Source records below:

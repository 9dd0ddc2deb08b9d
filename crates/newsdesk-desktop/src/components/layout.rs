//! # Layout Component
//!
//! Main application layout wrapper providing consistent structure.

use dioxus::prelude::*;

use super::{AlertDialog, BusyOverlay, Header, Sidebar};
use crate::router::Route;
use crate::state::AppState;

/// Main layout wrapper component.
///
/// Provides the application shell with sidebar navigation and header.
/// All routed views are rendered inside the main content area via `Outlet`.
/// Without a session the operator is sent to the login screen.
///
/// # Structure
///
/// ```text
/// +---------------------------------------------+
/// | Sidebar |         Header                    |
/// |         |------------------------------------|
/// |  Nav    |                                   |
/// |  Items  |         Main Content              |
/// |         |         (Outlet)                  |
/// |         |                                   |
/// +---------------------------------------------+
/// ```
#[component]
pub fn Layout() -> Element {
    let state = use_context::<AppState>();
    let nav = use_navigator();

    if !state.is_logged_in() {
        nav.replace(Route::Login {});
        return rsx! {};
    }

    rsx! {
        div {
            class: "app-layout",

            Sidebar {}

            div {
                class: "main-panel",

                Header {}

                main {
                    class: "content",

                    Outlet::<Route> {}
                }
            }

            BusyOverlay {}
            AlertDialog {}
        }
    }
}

End of Source records.
Source records below:

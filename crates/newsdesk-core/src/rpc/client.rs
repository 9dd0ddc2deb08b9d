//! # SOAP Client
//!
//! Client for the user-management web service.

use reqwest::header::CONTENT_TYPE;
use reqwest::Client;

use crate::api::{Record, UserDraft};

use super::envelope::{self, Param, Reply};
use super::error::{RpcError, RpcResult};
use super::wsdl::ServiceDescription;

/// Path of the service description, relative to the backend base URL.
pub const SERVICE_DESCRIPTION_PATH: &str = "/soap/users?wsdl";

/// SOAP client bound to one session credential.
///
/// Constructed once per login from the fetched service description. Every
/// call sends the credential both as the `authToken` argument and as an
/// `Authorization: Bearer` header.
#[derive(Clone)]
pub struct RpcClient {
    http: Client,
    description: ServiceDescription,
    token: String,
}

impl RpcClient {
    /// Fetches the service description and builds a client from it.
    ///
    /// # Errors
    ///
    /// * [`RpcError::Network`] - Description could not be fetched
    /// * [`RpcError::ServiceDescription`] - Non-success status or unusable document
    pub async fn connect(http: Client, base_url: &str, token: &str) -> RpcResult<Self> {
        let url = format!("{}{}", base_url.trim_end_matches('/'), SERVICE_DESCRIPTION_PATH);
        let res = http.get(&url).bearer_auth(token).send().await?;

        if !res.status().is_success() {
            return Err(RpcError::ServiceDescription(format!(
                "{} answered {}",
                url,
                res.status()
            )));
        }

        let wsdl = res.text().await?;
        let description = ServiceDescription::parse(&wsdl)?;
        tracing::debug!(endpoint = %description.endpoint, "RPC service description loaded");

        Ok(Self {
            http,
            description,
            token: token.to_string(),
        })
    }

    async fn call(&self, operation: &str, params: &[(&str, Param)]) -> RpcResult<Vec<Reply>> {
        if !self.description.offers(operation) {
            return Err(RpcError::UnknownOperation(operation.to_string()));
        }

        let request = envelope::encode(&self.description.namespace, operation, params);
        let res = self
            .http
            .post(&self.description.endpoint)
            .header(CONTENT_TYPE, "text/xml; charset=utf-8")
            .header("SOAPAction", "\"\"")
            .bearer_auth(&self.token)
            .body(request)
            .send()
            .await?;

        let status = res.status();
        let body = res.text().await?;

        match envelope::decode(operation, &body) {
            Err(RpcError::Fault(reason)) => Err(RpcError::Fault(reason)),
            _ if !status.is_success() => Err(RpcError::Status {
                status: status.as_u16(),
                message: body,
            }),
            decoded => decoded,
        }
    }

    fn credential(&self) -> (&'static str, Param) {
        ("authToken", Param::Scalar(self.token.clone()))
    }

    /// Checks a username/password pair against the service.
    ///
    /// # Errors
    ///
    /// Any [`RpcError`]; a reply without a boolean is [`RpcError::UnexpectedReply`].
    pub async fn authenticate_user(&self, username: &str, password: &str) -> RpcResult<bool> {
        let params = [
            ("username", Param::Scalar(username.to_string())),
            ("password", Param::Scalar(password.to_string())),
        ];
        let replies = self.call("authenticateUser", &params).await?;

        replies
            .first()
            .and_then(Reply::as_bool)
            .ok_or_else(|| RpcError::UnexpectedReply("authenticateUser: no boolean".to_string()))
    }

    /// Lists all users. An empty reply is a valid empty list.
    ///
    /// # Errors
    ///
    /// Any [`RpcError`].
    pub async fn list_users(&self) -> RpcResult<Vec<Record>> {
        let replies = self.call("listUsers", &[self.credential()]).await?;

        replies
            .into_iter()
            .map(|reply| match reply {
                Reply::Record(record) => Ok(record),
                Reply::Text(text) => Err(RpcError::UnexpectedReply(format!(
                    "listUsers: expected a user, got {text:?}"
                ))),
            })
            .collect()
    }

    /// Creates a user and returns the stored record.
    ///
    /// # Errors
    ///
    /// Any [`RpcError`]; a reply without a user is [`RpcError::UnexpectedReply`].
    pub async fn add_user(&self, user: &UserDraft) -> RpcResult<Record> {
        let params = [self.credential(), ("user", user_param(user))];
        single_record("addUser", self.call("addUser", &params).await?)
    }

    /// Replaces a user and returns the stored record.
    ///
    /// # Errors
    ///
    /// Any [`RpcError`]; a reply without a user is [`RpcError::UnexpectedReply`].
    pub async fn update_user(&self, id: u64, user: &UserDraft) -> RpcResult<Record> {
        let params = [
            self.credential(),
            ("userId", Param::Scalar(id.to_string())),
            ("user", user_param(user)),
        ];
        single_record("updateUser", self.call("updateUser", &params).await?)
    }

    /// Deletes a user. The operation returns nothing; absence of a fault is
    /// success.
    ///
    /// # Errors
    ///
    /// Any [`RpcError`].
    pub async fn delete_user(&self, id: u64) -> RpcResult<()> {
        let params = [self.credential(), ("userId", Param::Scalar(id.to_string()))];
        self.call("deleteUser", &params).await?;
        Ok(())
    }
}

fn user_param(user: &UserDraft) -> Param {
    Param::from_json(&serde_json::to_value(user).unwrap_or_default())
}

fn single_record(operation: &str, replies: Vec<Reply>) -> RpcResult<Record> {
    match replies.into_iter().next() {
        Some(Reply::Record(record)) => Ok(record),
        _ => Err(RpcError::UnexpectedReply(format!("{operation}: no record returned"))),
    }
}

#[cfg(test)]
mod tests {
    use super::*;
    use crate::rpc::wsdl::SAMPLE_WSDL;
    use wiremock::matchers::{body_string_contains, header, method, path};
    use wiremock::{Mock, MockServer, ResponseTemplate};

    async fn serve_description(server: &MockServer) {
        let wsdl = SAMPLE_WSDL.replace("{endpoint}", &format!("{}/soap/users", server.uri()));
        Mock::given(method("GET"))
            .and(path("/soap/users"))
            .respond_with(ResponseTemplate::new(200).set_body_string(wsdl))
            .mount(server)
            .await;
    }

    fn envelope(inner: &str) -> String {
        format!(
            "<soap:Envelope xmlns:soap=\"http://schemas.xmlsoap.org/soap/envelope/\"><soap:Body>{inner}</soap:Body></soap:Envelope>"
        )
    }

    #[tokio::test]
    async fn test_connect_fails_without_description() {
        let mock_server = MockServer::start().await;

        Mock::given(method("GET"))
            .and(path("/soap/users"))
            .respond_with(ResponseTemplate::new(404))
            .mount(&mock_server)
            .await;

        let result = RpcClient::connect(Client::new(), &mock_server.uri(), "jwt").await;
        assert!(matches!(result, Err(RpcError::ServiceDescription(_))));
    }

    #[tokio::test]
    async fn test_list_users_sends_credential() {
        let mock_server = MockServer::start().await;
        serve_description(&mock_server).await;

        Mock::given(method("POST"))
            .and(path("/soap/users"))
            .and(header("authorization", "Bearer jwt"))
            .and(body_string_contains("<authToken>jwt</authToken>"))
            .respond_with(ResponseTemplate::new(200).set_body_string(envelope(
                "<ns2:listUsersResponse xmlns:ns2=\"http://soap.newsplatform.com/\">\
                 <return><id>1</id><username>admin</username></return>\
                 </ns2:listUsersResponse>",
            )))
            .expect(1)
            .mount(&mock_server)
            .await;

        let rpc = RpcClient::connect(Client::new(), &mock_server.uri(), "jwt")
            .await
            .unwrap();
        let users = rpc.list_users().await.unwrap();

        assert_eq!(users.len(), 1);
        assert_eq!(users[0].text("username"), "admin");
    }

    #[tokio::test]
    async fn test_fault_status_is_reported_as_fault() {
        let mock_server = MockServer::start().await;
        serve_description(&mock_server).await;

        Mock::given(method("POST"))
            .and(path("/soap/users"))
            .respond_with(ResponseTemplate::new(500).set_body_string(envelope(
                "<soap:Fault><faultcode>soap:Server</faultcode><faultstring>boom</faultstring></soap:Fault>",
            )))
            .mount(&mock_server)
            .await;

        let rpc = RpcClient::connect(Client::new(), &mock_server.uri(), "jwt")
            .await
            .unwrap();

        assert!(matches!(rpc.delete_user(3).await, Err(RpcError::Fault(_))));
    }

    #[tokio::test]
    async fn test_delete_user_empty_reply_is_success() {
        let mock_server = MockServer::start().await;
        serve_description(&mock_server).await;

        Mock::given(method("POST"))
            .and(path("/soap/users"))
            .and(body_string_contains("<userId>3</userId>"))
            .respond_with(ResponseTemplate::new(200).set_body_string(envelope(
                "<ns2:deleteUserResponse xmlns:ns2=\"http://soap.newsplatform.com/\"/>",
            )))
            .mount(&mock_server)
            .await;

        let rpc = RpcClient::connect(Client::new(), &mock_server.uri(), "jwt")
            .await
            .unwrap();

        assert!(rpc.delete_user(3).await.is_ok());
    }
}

End of Source records.

Problem to work on> Print, from the entries above, the line with "use dioxus::prelude::*;", the line with "navigation and header." and all lines between them, exactly and with nothing else.

Response area>
use dioxus::prelude::*;

use super::{AlertDialog, BusyOverlay, Header, Sidebar};
use crate::router::Route;
use crate::state::AppState;

/// Main layout wrapper component.
///
/// Provides the application shell with sidebar navigation and header.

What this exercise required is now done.